#### Exercise data ####

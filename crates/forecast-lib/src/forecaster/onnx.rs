//! Pre-trained sequence regressor executed with tract
//!
//! Loads an exported ONNX network taking a `[1, 1, look_back]` f32 input of
//! scaled values and producing a single scaled forecast. The model file can be
//! pinned with a SHA256 checksum.

use super::sequence::SequenceRegressor;
use crate::error::{PipelineError, Result};
use crate::partition::Window;
use anyhow::Context;
use sha2::{Digest, Sha256};
use std::path::Path;
use std::time::Instant;
use tract_onnx::prelude::*;
use tracing::{debug, info, warn};

/// Inference slower than this is logged
const SLOW_INFERENCE_MS: u128 = 5;

type TractModel = SimplePlan<TypedFact, Box<dyn TypedOp>, Graph<TypedFact, Box<dyn TypedOp>>>;

#[derive(Debug)]
pub struct OnnxRegressor {
    model: TractModel,
    look_back: usize,
    checksum: String,
}

impl OnnxRegressor {
    /// Load from disk, verifying the checksum when one is given
    pub fn from_path(path: &Path, look_back: usize, expected_sha256: Option<&str>) -> Result<Self> {
        let bytes = std::fs::read(path)?;
        info!(path = %path.display(), size = bytes.len(), "Loading ONNX sequence model");
        Self::from_bytes(&bytes, look_back, expected_sha256)
    }

    pub fn from_bytes(bytes: &[u8], look_back: usize, expected_sha256: Option<&str>) -> Result<Self> {
        let checksum = sha256_hex(bytes);
        if let Some(expected) = expected_sha256 {
            if !checksum.eq_ignore_ascii_case(expected.trim()) {
                return Err(PipelineError::Model(format!(
                    "checksum mismatch: expected {}, got {}",
                    expected, checksum
                )));
            }
        }
        let model = load_model(bytes, look_back)
            .map_err(|e| PipelineError::Model(format!("{:#}", e)))?;
        Ok(Self {
            model,
            look_back,
            checksum,
        })
    }

    pub fn checksum(&self) -> &str {
        &self.checksum
    }

    fn run(&self, inputs: &[f64]) -> anyhow::Result<f64> {
        let data: Vec<f32> = inputs.iter().map(|&v| v as f32).collect();
        let input: Tensor = tract_ndarray::Array3::from_shape_vec((1, 1, self.look_back), data)
            .context("Failed to shape model input")?
            .into();
        let result = self.model.run(tvec!(input.into()))?;
        let output = result.first().context("No output from model")?;
        let value = output
            .to_array_view::<f32>()?
            .iter()
            .next()
            .copied()
            .context("Model output is empty")?;
        Ok(value as f64)
    }
}

fn load_model(bytes: &[u8], look_back: usize) -> anyhow::Result<TractModel> {
    let model = tract_onnx::onnx()
        .model_for_read(&mut std::io::Cursor::new(bytes))
        .context("Failed to parse ONNX model")?
        .with_input_fact(0, f32::fact([1, 1, look_back]).into())
        .context("Failed to set input shape")?
        .into_optimized()
        .context("Failed to optimize model")?
        .into_runnable()
        .context("Failed to create runnable model")?;
    Ok(model)
}

/// Hex-encoded SHA256 digest
pub fn sha256_hex(data: &[u8]) -> String {
    let mut hasher = Sha256::new();
    hasher.update(data);
    hex::encode(hasher.finalize())
}

impl SequenceRegressor for OnnxRegressor {
    fn name(&self) -> &str {
        "onnx"
    }

    fn fit(&mut self, windows: &[Window]) -> Result<()> {
        if let Some(w) = windows.iter().find(|w| w.inputs.len() != self.look_back) {
            return Err(PipelineError::InvalidConfig(format!(
                "model expects look-back {}, window has {}",
                self.look_back,
                w.inputs.len()
            )));
        }
        debug!(windows = windows.len(), "Pre-trained model, skipping training");
        Ok(())
    }

    fn predict(&self, inputs: &[f64]) -> Result<f64> {
        if inputs.len() != self.look_back {
            return Err(PipelineError::InvalidConfig(format!(
                "expected {} inputs, got {}",
                self.look_back,
                inputs.len()
            )));
        }
        let start = Instant::now();
        let value = self
            .run(inputs)
            .map_err(|e| PipelineError::FitFailure(format!("inference failed: {:#}", e)))?;

        let elapsed = start.elapsed();
        if elapsed.as_millis() > SLOW_INFERENCE_MS {
            warn!(elapsed_ms = elapsed.as_millis(), "Inference exceeded {}ms", SLOW_INFERENCE_MS);
        }
        Ok(value)
    }
}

####

Problem details |
The records above should be restated word for word in their entirety.

Result of this task |
filename crates/forecast-lib/src/forecaster/onnx.rs
//! Pre-trained sequence regressor executed with tract
//!
//! Loads an exported ONNX network taking a `[1, 1, look_back]` f32 input of
//! scaled values and producing a single scaled forecast. The model file can be
//! pinned with a SHA256 checksum.

use super::sequence::SequenceRegressor;
use crate::error::{PipelineError, Result};
use crate::partition::Window;
use anyhow::Context;
use sha2::{Digest, Sha256};
use std::path::Path;
use std::time::Instant;
use tract_onnx::prelude::*;
use tracing::{debug, info, warn};

/// Inference slower than this is logged
const SLOW_INFERENCE_MS: u128 = 5;

type TractModel = SimplePlan<TypedFact, Box<dyn TypedOp>, Graph<TypedFact, Box<dyn TypedOp>>>;

#[derive(Debug)]
pub struct OnnxRegressor {
    model: TractModel,
    look_back: usize,
    checksum: String,
}

impl OnnxRegressor {
    /// Load from disk, verifying the checksum when one is given
    pub fn from_path(path: &Path, look_back: usize, expected_sha256: Option<&str>) -> Result<Self> {
        let bytes = std::fs::read(path)?;
        info!(path = %path.display(), size = bytes.len(), "Loading ONNX sequence model");
        Self::from_bytes(&bytes, look_back, expected_sha256)
    }

    pub fn from_bytes(bytes: &[u8], look_back: usize, expected_sha256: Option<&str>) -> Result<Self> {
        let checksum = sha256_hex(bytes);
        if let Some(expected) = expected_sha256 {
            if !checksum.eq_ignore_ascii_case(expected.trim()) {
                return Err(PipelineError::Model(format!(
                    "checksum mismatch: expected {}, got {}",
                    expected, checksum
                )));
            }
        }
        let model = load_model(bytes, look_back)
            .map_err(|e| PipelineError::Model(format!("{:#}", e)))?;
        Ok(Self {
            model,
            look_back,
            checksum,
        })
    }

    pub fn checksum(&self) -> &str {
        &self.checksum
    }

    fn run(&self, inputs: &[f64]) -> anyhow::Result<f64> {
        let data: Vec<f32> = inputs.iter().map(|&v| v as f32).collect();
        let input: Tensor = tract_ndarray::Array3::from_shape_vec((1, 1, self.look_back), data)
            .context("Failed to shape model input")?
            .into();
        let result = self.model.run(tvec!(input.into()))?;
        let output = result.first().context("No output from model")?;
        let value = output
            .to_array_view::<f32>()?
            .iter()
            .next()
            .copied()
            .context("Model output is empty")?;
        Ok(value as f64)
    }
}

fn load_model(bytes: &[u8], look_back: usize) -> anyhow::Result<TractModel> {
    let model = tract_onnx::onnx()
        .model_for_read(&mut std::io::Cursor::new(bytes))
        .context("Failed to parse ONNX model")?
        .with_input_fact(0, f32::fact([1, 1, look_back]).into())
        .context("Failed to set input shape")?
        .into_optimized()
        .context("Failed to optimize model")?
        .into_runnable()
        .context("Failed to create runnable model")?;
    Ok(model)
}

/// Hex-encoded SHA256 digest
pub fn sha256_hex(data: &[u8]) -> String {
    let mut hasher = Sha256::new();
    hasher.update(data);
    hex::encode(hasher.finalize())
}

impl SequenceRegressor for OnnxRegressor {
    fn name(&self) -> &str {
        "onnx"
    }

    fn fit(&mut self, windows: &[Window]) -> Result<()> {
        if let Some(w) = windows.iter().find(|w| w.inputs.len() != self.look_back) {
            return Err(PipelineError::InvalidConfig(format!(
                "model expects look-back {}, window has {}",
                self.look_back,
                w.inputs.len()
            )));
        }
        debug!(windows = windows.len(), "Pre-trained model, skipping training");
        Ok(())
    }

    fn predict(&self, inputs: &[f64]) -> Result<f64> {
        if inputs.len() != self.look_back {
            return Err(PipelineError::InvalidConfig(format!(
                "expected {} inputs, got {}",
                self.look_back,
                inputs.len()
            )));
        }
        let start = Instant::now();
        let value = self
            .run(inputs)
            .map_err(|e| PipelineError::FitFailure(format!("inference failed: {:#}", e)))?;

        let elapsed = start.elapsed();
        if elapsed.as_millis() > SLOW_INFERENCE_MS {
            warn!(elapsed_ms = elapsed.as_millis(), "Inference exceeded {}ms", SLOW_INFERENCE_MS);
        }
        Ok(value)
    }
}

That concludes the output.